After controlling for total brain volume, no significant associations emerged for either
cognitive or language outcomes, indicating that the observed findings are primarily driven by
global brain characteristics than by region-specific effects.
While motor outcomes showed no significant global or regional associations with absolute
brain volumes, they were associated with reduced volumes in the brainstem and left
cerebellum after controlling for total brain volume. These findings are unsurprising as both
the cerebellum and brainstem play well-established roles in motor control, movement,
balance, and coordination (48–50). As such, relatively increased volumes in these structures
at birth may support motor development during infancy. These findings also indicate that
individual differences in motor development are driven by localised regional variations rather
than broad, global brain differences.
Psychopathological outcomes
Internalising traits were negatively associated with absolute cerebellar volumes, a region
frequently implicated in psychopathology (51), and positively associated with frontal lobe
volumes after controlling for total brain volume. These associations did not, however, survive
a correction for multiple comparisons. There were no significant associations between
externalising traits and any global or regional brain volumes. It therefore appears that
neonatal brain structure is a stronger predictor of developmental than psychopathological
outcomes in toddlerhood. It is possible that meaningful associations may become more
apparent during later stages of development (i.e., adolescence), when mental health traits
become more pronounced and begin to show greater variability (52). Additionally, since
mental health outcomes are heavily shaped by brain-environment interactions (53,54),
associations with brain structure may be minimal prior to extensive environmental influence.
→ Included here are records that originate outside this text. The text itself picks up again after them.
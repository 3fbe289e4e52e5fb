//! Reference resolution.
//!
//! References are settled one scope at a time. When a scope closes, each
//! reference pending in it either finds a binding for its name there or is
//! recorded as passing through and handed to the parent. A reference that
//! leaves the root is unresolved.
//!
//! Because a scope closes only after its whole body has been visited, every
//! hoisted declaration is in place before any reference is looked up.

use crate::analyzer::Analyzer;
use crate::anomaly::Anomaly;
use crate::binding::HoistingClass;
use crate::error::{AnalyzeError, ContractViolation};
use crate::ids::{BindingId, ReferenceId, ScopeId};
use crate::reference::{ReferenceFlags, ReferenceMode};
use crate::scope::ScopeKind;
use tracing::{debug, trace};

/// A reference waiting for the scope it sits in to close.
#[derive(Debug, Clone, Copy)]
pub(crate) struct PendingReference {
    pub reference: ReferenceId,
    /// Left a function-like scope: the enclosing code may already have run
    /// by the time this one does.
    pub crossed_boundary: bool,
    /// Passed through a `with` body.
    pub tainted: bool,
}

impl PendingReference {
    pub fn new(reference: ReferenceId) -> Self {
        Self {
            reference,
            crossed_boundary: false,
            tainted: false,
        }
    }
}

impl<'o> Analyzer<'o> {
    pub(crate) fn close_scope(&mut self, scope: ScopeId) {
        let pending = std::mem::take(&mut self.pending[scope.index()]);
        let kind = self.scopes[scope.index()].kind;
        let parent = self.scopes[scope.index()].parent;
        let mut resolved = 0usize;

        for entry in pending {
            let (name, mode) = {
                let reference = &self.references[entry.reference.index()];
                (reference.name, reference.mode)
            };
            if let Some(binding) = self.scopes[scope.index()].lookup(name, mode) {
                self.resolve_to(entry, scope, binding);
                resolved += 1;
                continue;
            }

            self.scopes[scope.index()].through.push(entry.reference);
            match parent {
                Some(parent) => self.pending[parent.index()].push(PendingReference {
                    reference: entry.reference,
                    crossed_boundary: entry.crossed_boundary || kind.is_function_boundary(),
                    tainted: entry.tainted || kind == ScopeKind::With,
                }),
                None => {
                    let reference = &mut self.references[entry.reference.index()];
                    if entry.tainted {
                        reference.flags |= ReferenceFlags::TAINTED;
                    }
                    let (name, range, id) = (reference.name, reference.range, reference.id);
                    self.anomalies.push(Anomaly::unresolved(id, entry.tainted, name, range));
                }
            }
        }

        let delegated = self.scopes[scope.index()].through.len();
        debug!(scope = %scope, kind = %kind, resolved, delegated, "close scope");
    }

    fn resolve_to(&mut self, entry: PendingReference, scope: ScopeId, binding: BindingId) {
        let tdz = self.in_temporal_dead_zone(&entry, scope, binding);
        let reference = &mut self.references[entry.reference.index()];
        reference.resolved = Some(binding);
        if entry.tainted {
            reference.flags |= ReferenceFlags::TAINTED;
        }
        if tdz {
            reference.flags |= ReferenceFlags::TDZ;
        }
        let (name, range) = (reference.name, reference.range);
        self.bindings[binding.index()].references.push(entry.reference);
        if tdz {
            self.anomalies
                .push(Anomaly::temporal_dead_zone(entry.reference, binding, name, range));
        }
        trace!(reference = %entry.reference, binding = %binding, tdz, "resolved");
    }

    /// A value read that runs before its binding is initialized: it stays in
    /// the same function-like body as the declaration and sits before the
    /// declared name or inside the declaration's own initializer.
    fn in_temporal_dead_zone(&self, entry: &PendingReference, scope: ScopeId, binding: BindingId) -> bool {
        let reference = &self.references[entry.reference.index()];
        if entry.crossed_boundary || reference.mode != ReferenceMode::Value {
            return false;
        }
        let exempt = ReferenceFlags::TYPE_QUERY | ReferenceFlags::EXPORT | ReferenceFlags::INIT;
        if reference.flags.intersects(exempt) {
            return false;
        }
        let hoisting = self.binding_hoisting(binding);
        let eligible = hoisting.has_temporal_dead_zone()
            || (hoisting == HoistingClass::Parameter
                && self.scopes[scope.index()].kind == ScopeKind::FunctionParameters);
        if !eligible {
            return false;
        }
        let Some(first) = self.bindings[binding.index()].definitions.first() else {
            return false;
        };
        let definition = &self.definitions[first.index()];
        reference.range.precedes(definition.name_range)
            || definition
                .init_range
                .is_some_and(|init| init.contains_range(reference.range))
    }

    /// The global pass after the root closes.
    pub(crate) fn settle(&mut self) -> Result<(), AnalyzeError> {
        if let Some(entry) = self.pending.iter().flatten().next() {
            let name = self.resolve_text(self.references[entry.reference.index()].name).to_owned();
            return Err(ContractViolation::PendingReference { name }.into());
        }

        let references = &self.references;
        for binding in &mut self.bindings {
            binding
                .references
                .sort_by_key(|id| (references[id.index()].range.pos, id.index()));
        }
        for reference in &self.references {
            if let (true, Some(binding)) = (reference.is_export(), reference.resolved) {
                self.bindings[binding.index()].is_exported = true;
            }
        }
        self.anomalies.sort_by_key(|anomaly| (anomaly.range.pos, anomaly.order()));
        debug!(anomalies = self.anomalies.len(), "settled references");
        Ok(())
    }
}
Gestational age at birth and birth weight
As expected, our findings showed that a greater gestational age at birth was linked to
improved language, cognitive, and motor outcomes. Importantly, brain volumes partially
mediated these associations for cognitive outcomes, suggesting that gestational age at birth
influences later development, in part, through its effects on early brain structure. Prior
research has shown that, at term-equivalent age, infants born earlier within the term period
have reduced brain volumes compared to those born later (18). This is because the last
trimester of gestation is characterised by rapid cortical development (e.g., accelerated cortical
growth, synaptogenesis, proliferation, myelination, and gyrification), marking it as a critical
period for establishing the structural and functional foundations of the brain (5,6). Birth
occurring even a few weeks earlier may interrupt these processes, leading to long-term
alterations in brain structure and associated outcomes (13).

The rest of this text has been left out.